In a randomized, double-blind study of 12 weeks' duration in a limited number of patients with a clinical and/or genotypic diagnosis of homozygous familial hypercholesterolemia, the addition of ezetimibe (10 mg daily) to atorvastatin or simvastatin therapy (40 or 80 mg daily) was more effective in reducing LDL-cholesterol concentrations (21% additional reduction based on pooled data from 40-mg and 80-mg statin groups) than increasing the dosage of atorvastatin or simvastatin monotherapy from 40 to 80 mg daily (7% additional reduction based on pooled data from 40-mg and 80-mg statin groups). In patients receiving ezetimibe (10 mg daily) in combination with higher dosages (80 mg daily) of atorvastatin or simvastatin, LDL-cholesterol concentrations were reduced by an additional 27% compared with LDL-cholesterol reductions achieved with the 40-mg daily statin dosage.

Other Uses

Atorvastatin has reduced total and LDL-cholesterol concentrations in a few patients with renal transplantation. In addition, the drug has reduced total and LDL-cholesterol concentrations in hypercholesterolemic patients on peritoneal dialysis. Atorvastatin, alone or in combination with gemfibrozil, also has been shown to reduce cholesterol and triglyceride concentrations in patients with hypercholesterolemia associated with the use of protease inhibitors.

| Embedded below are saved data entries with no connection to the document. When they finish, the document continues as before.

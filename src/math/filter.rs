//! Band-pass Filtering
//!
//! Digital Butterworth band-pass design and zero-phase (forward-backward)
//! filtering.
//!
//! The design starts from the analog low-pass prototype of order `N`,
//! applies the low-pass to band-pass transform (doubling the pole count to
//! `2N`) and maps every pole through the pre-warped bilinear transform. The
//! result is realized as `N` cascaded biquads, each with zeros at `z = 1` and
//! `z = -1`, normalized to unity gain at the band centre.

use log::trace;
use nalgebra::Complex;
use std::f64::consts::PI;
use thiserror::Error;

/// Poles with an imaginary part below this are treated as real.
const REAL_POLE_TOLERANCE: f64 = 1e-10;

#[derive(Debug, Error, Clone, PartialEq)]
pub enum FilterError {
    #[error("filter order must be at least 1")]
    ZeroOrder,
    #[error("invalid pass-band {low_hz} - {high_hz} Hz for a sampling rate of {fs} Hz")]
    InvalidBand { low_hz: f64, high_hz: f64, fs: f64 },
    #[error("filter design is numerically degenerate")]
    Degenerate,
    #[error("signal of {len} samples is shorter than the minimum of {min}")]
    TooShort { len: usize, min: usize },
}

/// One second-order section in transposed direct form II. `a[0]` is always 1.
#[derive(Copy, Clone, Debug, PartialEq)]
pub struct Biquad {
    pub b: [f64; 3],
    pub a: [f64; 3],
}

impl Biquad {
    /// Gain of the section at DC.
    fn dc_gain(&self) -> Option<f64> {
        let den = self.a.iter().sum::<f64>();
        if den.abs() < f64::EPSILON {
            None
        } else {
            Some(self.b.iter().sum::<f64>() / den)
        }
    }

    /// Complex response at `z^-1 = e^{-jw}`.
    fn response(&self, w: f64) -> Complex<f64> {
        let z1 = Complex::from_polar(1.0, -w);
        let z2 = z1 * z1;
        let num = z2 * self.b[2] + z1 * self.b[1] + self.b[0];
        let den = z2 * self.a[2] + z1 * self.a[1] + self.a[0];
        num / den
    }

    /// Steady-state delay line for a unit step at the input.
    fn step_state(&self, dc_gain: f64) -> [f64; 2] {
        let z1 = self.b[2] - self.a[2] * dc_gain;
        let z0 = self.b[1] - self.a[1] * dc_gain + z1;
        [z0, z1]
    }

    #[inline]
    fn step(&self, state: &mut [f64; 2], x: f64) -> f64 {
        let y = self.b[0] * x + state[0];
        state[0] = self.b[1] * x - self.a[1] * y + state[1];
        state[1] = self.b[2] * x - self.a[2] * y;
        y
    }
}

/// A digital Butterworth band-pass filter.
#[derive(Clone, Debug, PartialEq)]
pub struct BandpassFilter {
    order: usize,
    sections: Vec<Biquad>,
    /// Per-section step response state, already scaled by the upstream DC gain.
    zi: Vec<[f64; 2]>,
}

impl BandpassFilter {
    /// Designs an order `order` Butterworth band-pass for `low_hz..high_hz` at `fs` Hz.
    pub fn butterworth(
        order: usize,
        low_hz: f64,
        high_hz: f64,
        fs: f64,
    ) -> Result<Self, FilterError> {
        if order == 0 {
            return Err(FilterError::ZeroOrder);
        }
        let nyquist = fs * 0.5;
        let band_ok = fs.is_finite()
            && low_hz.is_finite()
            && high_hz.is_finite()
            && low_hz > 0.0
            && low_hz < high_hz
            && high_hz < nyquist;
        if !band_ok {
            return Err(FilterError::InvalidBand { low_hz, high_hz, fs });
        }

        // pre-warped analog band edges (rad/s)
        let fs2 = 2.0 * fs;
        let wl = fs2 * (PI * low_hz / fs).tan();
        let wh = fs2 * (PI * high_hz / fs).tan();
        let bw = wh - wl;
        let w0 = (wl * wh).sqrt();

        let mut poles = Vec::with_capacity(2 * order);
        for k in 0..order {
            let theta = PI * (2 * k + 1 + order) as f64 / (2 * order) as f64;
            let proto = Complex::from_polar(1.0, theta);
            let half = proto * (bw / 2.0);
            let disc = (half * half - w0 * w0).sqrt();
            for s in [half + disc, half - disc] {
                poles.push((Complex::new(fs2, 0.0) + s) / (Complex::new(fs2, 0.0) - s));
            }
        }
        trace!("band-pass digital poles: {:?}", poles);

        let mut sections = Self::pair_poles(&poles)?;
        if sections.len() != order {
            return Err(FilterError::Degenerate);
        }

        // unity gain at the centre frequency
        let w_center = 2.0 * (w0 / fs2).atan();
        let response = sections
            .iter()
            .fold(Complex::new(1.0, 0.0), |acc, s| acc * s.response(w_center));
        let magnitude = response.norm();
        if !magnitude.is_finite() || magnitude < f64::EPSILON {
            return Err(FilterError::Degenerate);
        }
        for coeff in sections[0].b.iter_mut() {
            *coeff /= magnitude;
        }

        let mut zi = Vec::with_capacity(sections.len());
        let mut scale = 1.0;
        for section in &sections {
            let gain = section.dc_gain().ok_or(FilterError::Degenerate)?;
            let state = section.step_state(gain);
            zi.push([state[0] * scale, state[1] * scale]);
            scale *= gain;
        }

        let finite = sections
            .iter()
            .flat_map(|s| s.a.iter().chain(s.b.iter()))
            .chain(zi.iter().flatten())
            .all(|c| c.is_finite());
        if !finite {
            return Err(FilterError::Degenerate);
        }

        Ok(Self { order, sections, zi })
    }

    /// Groups conjugate pairs (and leftover real poles) into biquads with zeros at +1 and -1.
    fn pair_poles(poles: &[Complex<f64>]) -> Result<Vec<Biquad>, FilterError> {
        let mut sections = Vec::new();
        let mut real = Vec::new();
        for p in poles {
            if !p.re.is_finite() || !p.im.is_finite() {
                return Err(FilterError::Degenerate);
            }
            if p.im > REAL_POLE_TOLERANCE {
                sections.push(Biquad {
                    b: [1.0, 0.0, -1.0],
                    a: [1.0, -2.0 * p.re, p.norm_sqr()],
                });
            } else if p.im.abs() <= REAL_POLE_TOLERANCE {
                real.push(p.re);
            }
        }
        if real.len() % 2 != 0 {
            return Err(FilterError::Degenerate);
        }
        for pair in real.chunks(2) {
            sections.push(Biquad {
                b: [1.0, 0.0, -1.0],
                a: [1.0, -(pair[0] + pair[1]), pair[0] * pair[1]],
            });
        }
        Ok(sections)
    }

    /// Shortest signal the filter is applied to: `6 * order`, at least 20 samples.
    pub fn min_length(order: usize) -> usize {
        (6 * order).max(20)
    }

    pub fn order(&self) -> usize {
        self.order
    }

    pub fn sections(&self) -> &[Biquad] {
        &self.sections
    }

    /// Zero-phase filtering: odd-extend both ends, filter forward, filter the
    /// reversed result, reverse back and strip the padding.
    pub fn filtfilt(&self, data: &[f64]) -> Result<Vec<f64>, FilterError> {
        let min = Self::min_length(self.order);
        if data.len() < min {
            return Err(FilterError::TooShort {
                len: data.len(),
                min,
            });
        }
        let n = data.len();
        let padlen = (3 * (2 * self.sections.len() + 1)).min(n - 1);

        let first = data[0];
        let last = data[n - 1];
        let mut ext = Vec::with_capacity(n + 2 * padlen);
        ext.extend((1..=padlen).rev().map(|i| 2.0 * first - data[i]));
        ext.extend_from_slice(data);
        ext.extend((n - 1 - padlen..n - 1).rev().map(|i| 2.0 * last - data[i]));

        let mut forward = self.run(&ext);
        forward.reverse();
        let mut backward = self.run(&forward);
        backward.reverse();

        Ok(backward[padlen..padlen + n].to_vec())
    }

    /// Runs the cascade once, starting from the steady state of `input[0]`.
    fn run(&self, input: &[f64]) -> Vec<f64> {
        let x0 = input.first().copied().unwrap_or_default();
        let mut states: Vec<[f64; 2]> = self.zi.iter().map(|z| [z[0] * x0, z[1] * x0]).collect();
        input
            .iter()
            .map(|&x| {
                self.sections
                    .iter()
                    .zip(states.iter_mut())
                    .fold(x, |acc, (section, state)| section.step(state, acc))
            })
            .collect()
    }
}

#[cfg(test)]
mod tests {
    use super::*;

    fn sine(freq: f64, fs: f64, n: usize, amplitude: f64) -> Vec<f64> {
        (0..n)
            .map(|i| amplitude * (2.0 * PI * freq * i as f64 / fs).sin())
            .collect()
    }

    fn rms(data: &[f64]) -> f64 {
        (data.iter().map(|x| x * x).sum::<f64>() / data.len() as f64).sqrt()
    }

    #[test]
    fn test_design_has_order_sections() {
        let filter = BandpassFilter::butterworth(4, 0.5, 5.0, 50.0).unwrap();
        assert_eq!(filter.sections().len(), 4);
        for section in filter.sections() {
            // stable: both poles inside the unit circle
            assert!(section.a[2].abs() < 1.0);
        }
    }

    #[test]
    fn test_unity_gain_in_passband() {
        let filter = BandpassFilter::butterworth(4, 0.5, 5.0, 50.0).unwrap();
        let input = sine(1.25, 50.0, 1000, 200.0);
        let output = filter.filtfilt(&input).unwrap();
        let mid_in = rms(&input[200..800]);
        let mid_out = rms(&output[200..800]);
        assert!((mid_out / mid_in - 1.0).abs() < 0.05, "ratio {}", mid_out / mid_in);
    }

    #[test]
    fn test_zero_phase() {
        let filter = BandpassFilter::butterworth(4, 0.5, 5.0, 50.0).unwrap();
        let input = sine(1.25, 50.0, 1000, 200.0);
        let output = filter.filtfilt(&input).unwrap();
        // the peak of one period stays on the same sample
        let window = 480..520;
        let argmax = |data: &[f64]| {
            window
                .clone()
                .max_by(|&a, &b| data[a].total_cmp(&data[b]))
                .unwrap()
        };
        assert_eq!(argmax(&input[..]), argmax(&output[..]));
    }

    #[test]
    fn test_rejects_dc_and_high_frequency() {
        let filter = BandpassFilter::butterworth(4, 0.5, 5.0, 50.0).unwrap();
        let dc = vec![500.0; 500];
        let out = filter.filtfilt(&dc).unwrap();
        assert!(out.iter().all(|x| x.abs() < 1e-6));

        let high = sine(20.0, 50.0, 500, 100.0);
        let out = filter.filtfilt(&high).unwrap();
        assert!(rms(&out[100..400]) < 1.0);
    }

    #[test]
    fn test_invalid_band_is_rejected() {
        assert!(matches!(
            BandpassFilter::butterworth(4, 5.0, 0.5, 50.0),
            Err(FilterError::InvalidBand { .. })
        ));
        assert!(matches!(
            BandpassFilter::butterworth(4, 0.5, 30.0, 50.0),
            Err(FilterError::InvalidBand { .. })
        ));
        assert_eq!(
            BandpassFilter::butterworth(0, 0.5, 5.0, 50.0),
            Err(FilterError::ZeroOrder)
        );
    }

    #[test]
    fn test_short_signal_is_rejected() {
        let filter = BandpassFilter::butterworth(4, 0.5, 5.0, 50.0).unwrap();
        assert_eq!(BandpassFilter::min_length(4), 24);
        assert_eq!(BandpassFilter::min_length(2), 20);
        assert_eq!(
            filter.filtfilt(&[1.0; 23]),
            Err(FilterError::TooShort { len: 23, min: 24 })
        );
        assert_eq!(filter.filtfilt(&[1.0; 24]).unwrap().len(), 24);
    }
}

For additional information on the role of atorvastatin or other statins in the treatment of lipoprotein disorders, prevention of cardiovascular events, or other uses, see General Principles of Antilipemic Therapy and see Uses in the HMG-CoA Reductase Inhibitors General Statement 24:06.08. For additional information on the use of amlodipine, see Uses in Amlodipine Besylate 24:28.08.